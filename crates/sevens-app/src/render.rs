// Text and CSV rendering of standings and fixtures.

use std::io::Write;

use anyhow::{Context, Result};

use sevens_core::fixtures::Fixture;
use sevens_core::standings::StandingsRow;

const KICKOFF_FORMAT: &str = "%a %d %b %H:%M";
const NO_KICKOFF: &str = "TBC";

/// Write an aligned standings table with a title line.
pub fn write_standings_table<W: Write>(
    out: &mut W,
    title: &str,
    rows: &[StandingsRow],
) -> Result<()> {
    writeln!(out, "{title}")?;
    if rows.is_empty() {
        writeln!(out, "No standings available.")?;
        return Ok(());
    }

    let team_width = rows
        .iter()
        .map(|r| r.team.chars().count())
        .max()
        .unwrap_or(0)
        .max("Team".len());

    writeln!(
        out,
        "{:>3}  {:<team_width$}  {:>2}  {:>2}  {:>2}  {:>2}  {:>4}",
        "Pos", "Team", "P", "W", "D", "L", "Pts"
    )?;
    for row in rows {
        writeln!(
            out,
            "{:>3}  {:<team_width$}  {:>2}  {:>2}  {:>2}  {:>2}  {:>4}",
            row.rank, row.team, row.played, row.wins, row.draws, row.losses, row.points
        )?;
    }
    Ok(())
}

/// Write standings as CSV with a header record.
pub fn write_standings_csv<W: Write>(out: W, rows: &[StandingsRow]) -> Result<()> {
    let mut writer = csv::Writer::from_writer(out);
    writer
        .write_record(["rank", "team", "played", "wins", "draws", "losses", "points"])
        .context("failed to write CSV header")?;
    for row in rows {
        writer
            .write_record([
                row.rank.to_string(),
                row.team.clone(),
                row.played.to_string(),
                row.wins.to_string(),
                row.draws.to_string(),
                row.losses.to_string(),
                row.points.to_string(),
            ])
            .with_context(|| format!("failed to write CSV row for {}", row.team))?;
    }
    writer.flush().context("failed to flush CSV output")?;
    Ok(())
}

/// One fixture per line: kickoff, pitch, teams with the score once complete,
/// and the category.
pub fn write_fixtures<W: Write>(out: &mut W, fixtures: &[Fixture]) -> Result<()> {
    if fixtures.is_empty() {
        writeln!(out, "No fixtures scheduled.")?;
        return Ok(());
    }
    for fixture in fixtures {
        writeln!(out, "{}", fixture_line(fixture))?;
    }
    Ok(())
}

fn fixture_line(f: &Fixture) -> String {
    let kickoff = f
        .kickoff
        .map(|k| k.format(KICKOFF_FORMAT).to_string())
        .unwrap_or_else(|| NO_KICKOFF.to_string());
    let pitch = f.pitch.as_deref().unwrap_or("-");
    let result = match (f.is_complete, f.score_a, f.score_b) {
        (true, Some(a), Some(b)) => format!("{} {a} - {b} {}", f.team_a, f.team_b),
        _ => format!("{} v {}", f.team_a, f.team_b),
    };
    let category = match &f.game_type {
        Some(t) => format!("{} {t}", f.gender),
        None => f.gender.clone(),
    };
    format!("{kickoff:<16}  {pitch:<8}  {result}  ({category})")
}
———
Each line above where the word "played" occurs should be copied out.

            row.rank, row.team, row.played, row.wins, row.draws, row.losses, row.points
        .write_record(["rank", "team", "played", "wins", "draws", "losses", "points"])
                row.played.to_string(),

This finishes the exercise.